### Record excerpts
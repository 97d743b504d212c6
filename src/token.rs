// ABOUTME: Bearer token issuance and verification using signed JWTs
// ABOUTME: Tokens carry the user id, username, and admin flag for request authorization

use jsonwebtoken::{decode, encode, Algorithm, DecodingKey, EncodingKey, Header, Validation};
use serde::{Deserialize, Serialize};

use crate::error::Result;
use crate::types::UserProfile;

#[derive(Debug, Clone, PartialEq, Serialize, Deserialize)]
#[serde(rename_all = "camelCase")]
pub struct Claims {
    pub user_id: i32,
    pub username: String,
    pub is_admin: bool,
    pub iat: i64,
    pub exp: i64,
}

#[derive(Clone)]
pub struct TokenIssuer {
    encoding: EncodingKey,
    decoding: DecodingKey,
    validation: Validation,
    ttl_seconds: i64,
}

impl TokenIssuer {
    pub fn new(secret: &str, ttl_seconds: i64) -> Self {
        Self {
            encoding: EncodingKey::from_secret(secret.as_bytes()),
            decoding: DecodingKey::from_secret(secret.as_bytes()),
            validation: Validation::new(Algorithm::HS256),
            ttl_seconds,
        }
    }

    pub fn issue(&self, user: &UserProfile) -> Result<String> {
        let now = chrono::Utc::now().timestamp();
        let claims = Claims {
            user_id: user.id,
            username: user.username.clone(),
            is_admin: user.is_admin,
            iat: now,
            exp: now + self.ttl_seconds,
        };

        Ok(encode(&Header::new(Algorithm::HS256), &claims, &self.encoding)?)
    }

    pub fn verify(&self, token: &str) -> Result<Claims> {
        let data = decode::<Claims>(token, &self.decoding, &self.validation)?;
        Ok(data.claims)
    }
}
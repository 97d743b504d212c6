// ABOUTME: Main entry point for the reelmark movie discovery and rating API
// ABOUTME: Loads configuration, prepares storage and the catalog client, and serves the routes

use axum::{
    middleware::{from_fn, from_fn_with_state},
    routing::{get, post, put},
    Router,
};
use std::sync::Arc;
use tokio::net::TcpListener;
use tower_http::{cors::CorsLayer, trace::TraceLayer};
use tracing_subscriber::EnvFilter;

mod auth;
mod catalog;
mod config;
mod entities;
mod error;
mod middleware;
mod migration;
mod password;
mod routes;
mod storage;
mod token;
mod types;

#[cfg(test)]
mod storage_tests;

use catalog::{MovieCatalog, TmdbCatalog};
use config::Config;
use password::Passwords;
use storage::Storage;
use token::TokenIssuer;

#[derive(Clone)]
pub struct AppState {
    pub storage: Arc<Storage>,
    pub catalog: Arc<dyn MovieCatalog>,
    pub tokens: TokenIssuer,
}

pub fn router(state: AppState) -> Router {
    Router::new()
        .route("/auth/register", post(auth::register))
        .route("/auth/token", post(auth::login))
        .route("/movies", get(routes::movies::list_movies))
        .route("/movies/:movie_id", get(routes::movies::get_movie))
        .route("/movies/:movie_id/play", get(routes::movies::play_movie))
        .route("/ratings", post(routes::ratings::create_rating))
        .route(
            "/users",
            get(routes::users::list_users).post(routes::users::create_user),
        )
        .route(
            "/users/:user_id",
            get(routes::users::get_user)
                .patch(routes::users::update_user)
                .delete(routes::users::delete_user),
        )
        .route(
            "/users/:user_id/favorites",
            put(routes::users::toggle_favorite).get(routes::users::list_favorites),
        )
        .route("/users/:user_id/isFavorite", get(routes::users::is_favorite))
        .route(
            "/users/:user_id/rating",
            get(routes::users::get_rating)
                .patch(routes::users::update_rating)
                .delete(routes::users::delete_rating),
        )
        .layer(from_fn_with_state(state.clone(), middleware::authenticate))
        .layer(from_fn(middleware::security_headers))
        .layer(TraceLayer::new_for_http())
        .layer(CorsLayer::permissive())
        .with_state(state)
}

#[tokio::main]
async fn main() -> anyhow::Result<()> {
    dotenv::dotenv().ok();

    tracing_subscriber::fmt()
        .with_env_filter(
            EnvFilter::try_from_default_env().unwrap_or_else(|_| EnvFilter::new("info")),
        )
        .init();

    let config = Config::from_env()?;

    let passwords = Passwords::new(config.argon2_memory_kib, config.argon2_iterations)?;
    let storage = Arc::new(Storage::connect(&config.database_url, passwords).await?);

    let catalog: Arc<dyn MovieCatalog> = Arc::new(TmdbCatalog::new(
        &config.catalog_base_url,
        &config.catalog_api_key,
        config.catalog_timeout,
    )?);

    let tokens = TokenIssuer::new(&config.secret_key, config.token_ttl_secs);

    let app = router(AppState {
        storage,
        catalog,
        tokens,
    });

    let address = config.bind_address();
    let listener = TcpListener::bind(&address).await?;
    tracing::info!("Server running on http://{}", address);

    axum::serve(listener, app)
        .with_graceful_shutdown(shutdown_signal())
        .await?;

    tracing::info!("Server shut down");
    Ok(())
}

async fn shutdown_signal() {
    let ctrl_c = async {
        if let Err(err) = tokio::signal::ctrl_c().await {
            tracing::error!("Failed to listen for Ctrl+C: {}", err);
            std::future::pending::<()>().await;
        }
        tracing::info!("Received Ctrl+C, shutting down");
    };

    #[cfg(unix)]
    let terminate = async {
        match tokio::signal::unix::signal(tokio::signal::unix::SignalKind::terminate()) {
            Ok(mut signal) => {
                signal.recv().await;
                tracing::info!("Received terminate signal, shutting down");
            }
            Err(err) => {
                tracing::error!("Failed to install SIGTERM handler: {}", err);
                std::future::pending::<()>().await;
            }
        }
    };

    #[cfg(not(unix))]
    let terminate = std::future::pending::<()>();

    tokio::select! {
        _ = ctrl_c => {},
        _ = terminate => {},
    }
}
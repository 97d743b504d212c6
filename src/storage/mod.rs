// ABOUTME: Database storage layer for users, movie references, favorites, and ratings
// ABOUTME: Holds the injected connection pool and password policy; operations live in submodules

use sea_orm::{ConnectionTrait, Database, DatabaseConnection, EntityTrait};
use sea_orm_migration::MigratorTrait;

use crate::entities::user;
use crate::error::{AppError, Result};
use crate::migration::Migrator;
use crate::password::Passwords;

mod favorites;
mod movies;
mod ratings;
mod users;

pub struct Storage {
    pub db: DatabaseConnection,
    pub passwords: Passwords,
}

impl Storage {
    /// Connects to `database_url` and brings the schema up to date.
    pub async fn connect(database_url: &str, passwords: Passwords) -> anyhow::Result<Self> {
        let db = Database::connect(database_url).await?;
        Migrator::up(&db, None).await?;
        tracing::info!("Database ready");

        Ok(Self { db, passwords })
    }
}

/// Loads the user row or fails with `NotFound`.
async fn require_user<C: ConnectionTrait>(conn: &C, user_id: i32) -> Result<user::Model> {
    user::Entity::find_by_id(user_id)
        .one(conn)
        .await?
        .ok_or_else(|| AppError::NotFound(format!("User does not exist: {}", user_id)))
}

fn now_millis() -> i64 {
    chrono::Utc::now().timestamp_millis()
}
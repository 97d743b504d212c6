// ABOUTME: Request middleware for bearer token decoding and API security headers
// ABOUTME: Token decoding never rejects; route extractors decide whether a caller is allowed

use axum::{
    body::Body,
    extract::State,
    http::{header, HeaderValue, Request},
    middleware::Next,
    response::Response,
};
use axum_extra::{
    headers::{authorization::Bearer, Authorization},
    TypedHeader,
};

use crate::AppState;

/// Stores verified `Claims` in the request extensions when a valid bearer token is present.
pub async fn authenticate(
    State(state): State<AppState>,
    bearer: Option<TypedHeader<Authorization<Bearer>>>,
    mut request: Request<Body>,
    next: Next,
) -> Response {
    if let Some(TypedHeader(Authorization(bearer))) = bearer {
        match state.tokens.verify(bearer.token()) {
            Ok(claims) => {
                request.extensions_mut().insert(claims);
            }
            Err(err) => {
                tracing::debug!("Ignoring bearer token: {}", err);
            }
        }
    }

    next.run(request).await
}

pub async fn security_headers(request: Request<Body>, next: Next) -> Response {
    let mut response = next.run(request).await;

    let headers = response.headers_mut();

    // JSON only; nothing here should ever be rendered or framed
    headers.insert(
        header::CONTENT_SECURITY_POLICY,
        HeaderValue::from_static("default-src 'none'; frame-ancestors 'none'"),
    );

    headers.insert(
        header::X_FRAME_OPTIONS,
        HeaderValue::from_static("DENY"),
    );

    headers.insert(
        header::X_CONTENT_TYPE_OPTIONS,
        HeaderValue::from_static("nosniff"),
    );

    // Profiles and tokens must not land in shared caches
    headers.insert(header::CACHE_CONTROL, HeaderValue::from_static("no-store"));

    response
}
// ABOUTME: SeaORM migration module for database schema management
// ABOUTME: Runs at startup so every deployment has the users, movies, favorites, and ratings tables

use sea_orm_migration::prelude::*;

pub struct Migrator;

#[async_trait::async_trait]
impl MigratorTrait for Migrator {
    fn migrations() -> Vec<Box<dyn MigrationTrait>> {
        vec![Box::new(m20261016_000001_create_initial_tables::Migration)]
    }
}

pub mod m20261016_000001_create_initial_tables;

### What you will do
Nothing but the lines from the first line of the listing above through the line holding "use crate::types::UserProfile;" should be reproduced, and each must match exactly.

### Answer for this exercise
repository 97d743b504d212c6
filename src/token.rs
// ABOUTME: Bearer token issuance and verification using signed JWTs
// ABOUTME: Tokens carry the user id, username, and admin flag for request authorization

use jsonwebtoken::{decode, encode, Algorithm, DecodingKey, EncodingKey, Header, Validation};
use serde::{Deserialize, Serialize};

use crate::error::Result;
use crate::types::UserProfile;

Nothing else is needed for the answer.